Exercise details: Up to and including the line with "let created = storage", output the records exactly as they appear.

Record excerpts:
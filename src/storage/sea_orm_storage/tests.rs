use super::SeaOrmStorage;
use crate::config::DatabaseConfig;
use crate::errors::SchoolHubError;
use crate::models::{
    attendance::AttendanceQuery,
    classes::{
        entities::Shift,
        requests::{ClassScope, CreateClassRequest},
    },
    enrollments::{EnrollmentQuery, EnrollmentStatus},
    students::requests::{CreateStudentRequest, StudentFilter},
    subjects::CreateSubjectRequest,
    teachers::requests::CreateTeacherRequest,
};

async fn memory_storage() -> SeaOrmStorage {
    let config = DatabaseConfig {
        url: "sqlite::memory:".to_string(),
        pool_size: 1,
        timeout: 5,
    };
    SeaOrmStorage::with_database_config(&config)
        .await
        .expect("memory database")
}

fn student(name: &str, email: &str, registration: &str, class_id: Option<i64>) -> CreateStudentRequest {
    CreateStudentRequest {
        name: name.to_string(),
        email: email.to_string(),
        phone: None,
        registration_number: registration.to_string(),
        birth_date: None,
        address: None,
        status: None,
        class_id,
        password: None,
    }
}

fn teacher(name: &str, email: &str) -> CreateTeacherRequest {
    CreateTeacherRequest {
        name: name.to_string(),
        email: email.to_string(),
        phone: None,
        specialization: Some("Mathematics".to_string()),
        status: None,
        password: None,
    }
}

fn class(name: &str, teacher_id: Option<i64>) -> CreateClassRequest {
    CreateClassRequest {
        name: name.to_string(),
        grade_level: "9th".to_string(),
        shift: Shift::Morning,
        year: Some(2025),
        capacity: Some(30),
        classroom: None,
        status: None,
        teacher_id,
    }
}

#[tokio::test]
async fn student_carries_current_class_name() {
    let storage = memory_storage().await;
    let class_a = storage.create_class_impl(class("9A", None)).await.unwrap();
    let created = storage
        .create_student_impl(student("Ana", "ana@school.test", "R-1", Some(class_a.id)), None)
        .await
        .unwrap();

    assert_eq!(created.class_id, Some(class_a.id));
    assert_eq!(created.class_name.as_deref(), Some("9A"));

    let class_a = storage.get_class_by_id_impl(class_a.id).await.unwrap().unwrap();
    assert_eq!(class_a.total_students, 1);
}

#[tokio::test]
async fn enrolling_elsewhere_transfers_previous_class() {
    let storage = memory_storage().await;
    let class_a = storage.create_class_impl(class("9A", None)).await.unwrap();
    let class_b = storage.create_class_impl(class("9B", None)).await.unwrap();
    let ana = storage
        .create_student_impl(student("Ana", "ana@school.test", "R-1", Some(class_a.id)), None)
        .await
        .unwrap();

    storage.create_enrollment_impl(ana.id, class_b.id).await.unwrap();

    let ana = storage.get_student_by_id_impl(ana.id).await.unwrap().unwrap();
    assert_eq!(ana.class_name.as_deref(), Some("9B"));

    let history = storage
        .list_enrollments_impl(EnrollmentQuery {
            student_id: Some(ana.id),
            ..Default::default()
        })
        .await
        .unwrap();
    assert_eq!(history.len(), 2);
    let old = history.iter().find(|e| e.class_id == class_a.id).unwrap();
    assert_eq!(old.status, EnrollmentStatus::Transferred);

    let in_a = storage
        .list_students_impl(StudentFilter {
            class_id: Some(class_a.id),
            status: None,
        })
        .await
        .unwrap();
    assert!(in_a.is_empty());
}

#[tokio::test]
async fn attendance_upsert_keeps_one_record_per_day() {
    let storage = memory_storage().await;
    let class_a = storage.create_class_impl(class("9A", None)).await.unwrap();
    let ana = storage
        .create_student_impl(student("Ana", "ana@school.test", "R-1", Some(class_a.id)), None)
        .await
        .unwrap();

    storage
        .upsert_attendance_impl(ana.id, class_a.id, "2025-03-10", true)
        .await
        .unwrap();
    let second = storage
        .upsert_attendance_impl(ana.id, class_a.id, "2025-03-10", false)
        .await
        .unwrap();
    assert!(!second.present);

    let records = storage
        .list_attendance_impl(AttendanceQuery {
            class_id: Some(class_a.id),
            student_id: None,
            date: Some("2025-03-10".to_string()),
        })
        .await
        .unwrap();
    assert_eq!(records.len(), 1);
    assert!(!records[0].present);
}

#[tokio::test]
async fn roll_call_batch_overwrites_and_keeps_one_row_per_student() {
    let storage = memory_storage().await;
    let class_a = storage.create_class_impl(class("9A", None)).await.unwrap();
    let ana = storage
        .create_student_impl(student("Ana", "ana@school.test", "R-1", Some(class_a.id)), None)
        .await
        .unwrap();
    let bia = storage
        .create_student_impl(student("Bia", "bia@school.test", "R-2", Some(class_a.id)), None)
        .await
        .unwrap();

    storage
        .upsert_attendance_batch_impl(class_a.id, "2025-03-10", &[(ana.id, true), (bia.id, true)])
        .await
        .unwrap();
    let records = storage
        .upsert_attendance_batch_impl(class_a.id, "2025-03-10", &[(ana.id, true), (bia.id, false)])
        .await
        .unwrap();
    assert_eq!(records.len(), 2);
    assert!(records.iter().any(|r| r.student_id == bia.id && !r.present));

    let stored = storage
        .list_attendance_impl(AttendanceQuery {
            class_id: Some(class_a.id),
            student_id: None,
            date: Some("2025-03-10".to_string()),
        })
        .await
        .unwrap();
    assert_eq!(stored.len(), 2);
}

#[tokio::test]
async fn roll_call_batch_rolls_back_when_an_entry_fails() {
    let storage = memory_storage().await;
    let class_a = storage.create_class_impl(class("9A", None)).await.unwrap();
    let ana = storage
        .create_student_impl(student("Ana", "ana@school.test", "R-1", Some(class_a.id)), None)
        .await
        .unwrap();

    // 第二条引用不存在的学生，外键失败
    let err = storage
        .upsert_attendance_batch_impl(class_a.id, "2025-03-11", &[(ana.id, true), (9_999, false)])
        .await
        .unwrap_err();
    assert!(matches!(
        err,
        SchoolHubError::Validation(_) | SchoolHubError::DatabaseOperation(_)
    ));

    let stored = storage
        .list_attendance_impl(AttendanceQuery {
            class_id: Some(class_a.id),
            student_id: None,
            date: Some("2025-03-11".to_string()),
        })
        .await
        .unwrap();
    assert!(stored.is_empty());
}

#[tokio::test]
async fn grade_upsert_overwrites_period_score() {
    let storage = memory_storage().await;
    let maria = storage
        .create_teacher_impl(teacher("Maria", "maria@school.test"), None)
        .await
        .unwrap();
    let class_a = storage.create_class_impl(class("9A", Some(maria.id))).await.unwrap();
    let math = storage
        .create_subject_impl(CreateSubjectRequest {
            code: "MAT".to_string(),
            name: "Mathematics".to_string(),
            description: None,
        })
        .await
        .unwrap();
    let assignment = storage
        .create_assignment_impl(class_a.id, math.id, maria.id, 2025)
        .await
        .unwrap();
    assert_eq!(assignment.subject_name, "Mathematics");
    assert_eq!(assignment.teacher_name, "Maria");

    let ana = storage
        .create_student_impl(student("Ana", "ana@school.test", "R-1", Some(class_a.id)), None)
        .await
        .unwrap();

    storage
        .upsert_grade_impl(assignment.id, ana.id, 1, Some(6.0))
        .await
        .unwrap();
    storage
        .upsert_grade_impl(assignment.id, ana.id, 1, Some(8.5))
        .await
        .unwrap();
    storage
        .upsert_grade_impl(assignment.id, ana.id, 2, Some(7.0))
        .await
        .unwrap();

    let scores = storage
        .list_period_scores_impl(Some(assignment.id), Some(ana.id))
        .await
        .unwrap();
    assert_eq!(scores.len(), 2);
    assert_eq!(scores[0].bimester, 1);
    assert_eq!(scores[0].score, Some(8.5));
}

#[tokio::test]
async fn period_scores_load_for_several_assignments_at_once() {
    let storage = memory_storage().await;
    let maria = storage
        .create_teacher_impl(teacher("Maria", "maria@school.test"), None)
        .await
        .unwrap();
    let class_a = storage.create_class_impl(class("9A", Some(maria.id))).await.unwrap();
    let mut assignment_ids = Vec::new();
    for code in ["MAT", "HIS", "GEO"] {
        let subject = storage
            .create_subject_impl(CreateSubjectRequest {
                code: code.to_string(),
                name: code.to_string(),
                description: None,
            })
            .await
            .unwrap();
        let assignment = storage
            .create_assignment_impl(class_a.id, subject.id, maria.id, 2025)
            .await
            .unwrap();
        assignment_ids.push(assignment.id);
    }
    let ana = storage
        .create_student_impl(student("Ana", "ana@school.test", "R-1", Some(class_a.id)), None)
        .await
        .unwrap();
    for &assignment_id in &assignment_ids {
        storage
            .upsert_grade_impl(assignment_id, ana.id, 1, Some(7.5))
            .await
            .unwrap();
    }

    let scores = storage
        .list_period_scores_for_assignments_impl(&assignment_ids[..2])
        .await
        .unwrap();
    let loaded: Vec<i64> = scores.iter().map(|s| s.assignment_id).collect();
    assert_eq!(loaded, assignment_ids[..2].to_vec());

    assert!(
        storage
            .list_period_scores_for_assignments_impl(&[])
            .await
            .unwrap()
            .is_empty()
    );
}

#[tokio::test]
async fn duplicate_email_is_a_conflict() {
    let storage = memory_storage().await;
    storage
        .create_teacher_impl(teacher("Maria", "maria@school.test"), None)
        .await
        .unwrap();
    let err = storage
        .create_teacher_impl(teacher("Other", "maria@school.test"), None)
        .await
        .unwrap_err();
    assert!(matches!(err, SchoolHubError::Conflict(_)));
}

#[tokio::test]
async fn teacher_scope_includes_homeroom_and_assigned_classes() {
    let storage = memory_storage().await;
    let maria = storage
        .create_teacher_impl(teacher("Maria", "maria@school.test"), None)
        .await
        .unwrap();
    let joao = storage
        .create_teacher_impl(teacher("Joao", "joao@school.test"), None)
        .await
        .unwrap();
    let homeroom = storage.create_class_impl(class("9A", Some(maria.id))).await.unwrap();
    let assigned = storage.create_class_impl(class("9B", Some(joao.id))).await.unwrap();
    storage.create_class_impl(class("9C", None)).await.unwrap();
    let math = storage
        .create_subject_impl(CreateSubjectRequest {
            code: "MAT".to_string(),
            name: "Mathematics".to_string(),
            description: None,
        })
        .await
        .unwrap();
    storage
        .create_assignment_impl(assigned.id, math.id, maria.id, 2025)
        .await
        .unwrap();

    let classes = storage
        .list_classes_impl(ClassScope::TaughtBy(maria.id))
        .await
        .unwrap();
    let ids: Vec<i64> = classes.iter().map(|c| c.id).collect();
    assert_eq!(ids, vec![homeroom.id, assigned.id]);
    assert_eq!(classes[0].teacher_name.as_deref(), Some("Maria"));
}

Output of the task:
filename src/storage/sea_orm_storage/tests.rs
use super::SeaOrmStorage;
use crate::config::DatabaseConfig;
use crate::errors::SchoolHubError;
use crate::models::{
    attendance::AttendanceQuery,
    classes::{
        entities::Shift,
        requests::{ClassScope, CreateClassRequest},
    },
    enrollments::{EnrollmentQuery, EnrollmentStatus},
    students::requests::{CreateStudentRequest, StudentFilter},
    subjects::CreateSubjectRequest,
    teachers::requests::CreateTeacherRequest,
};

async fn memory_storage() -> SeaOrmStorage {
    let config = DatabaseConfig {
        url: "sqlite::memory:".to_string(),
        pool_size: 1,
        timeout: 5,
    };
    SeaOrmStorage::with_database_config(&config)
        .await
        .expect("memory database")
}

fn student(name: &str, email: &str, registration: &str, class_id: Option<i64>) -> CreateStudentRequest {
    CreateStudentRequest {
        name: name.to_string(),
        email: email.to_string(),
        phone: None,
        registration_number: registration.to_string(),
        birth_date: None,
        address: None,
        status: None,
        class_id,
        password: None,
    }
}

fn teacher(name: &str, email: &str) -> CreateTeacherRequest {
    CreateTeacherRequest {
        name: name.to_string(),
        email: email.to_string(),
        phone: None,
        specialization: Some("Mathematics".to_string()),
        status: None,
        password: None,
    }
}

fn class(name: &str, teacher_id: Option<i64>) -> CreateClassRequest {
    CreateClassRequest {
        name: name.to_string(),
        grade_level: "9th".to_string(),
        shift: Shift::Morning,
        year: Some(2025),
        capacity: Some(30),
        classroom: None,
        status: None,
        teacher_id,
    }
}

#[tokio::test]
async fn student_carries_current_class_name() {
    let storage = memory_storage().await;
    let class_a = storage.create_class_impl(class("9A", None)).await.unwrap();
    let created = storage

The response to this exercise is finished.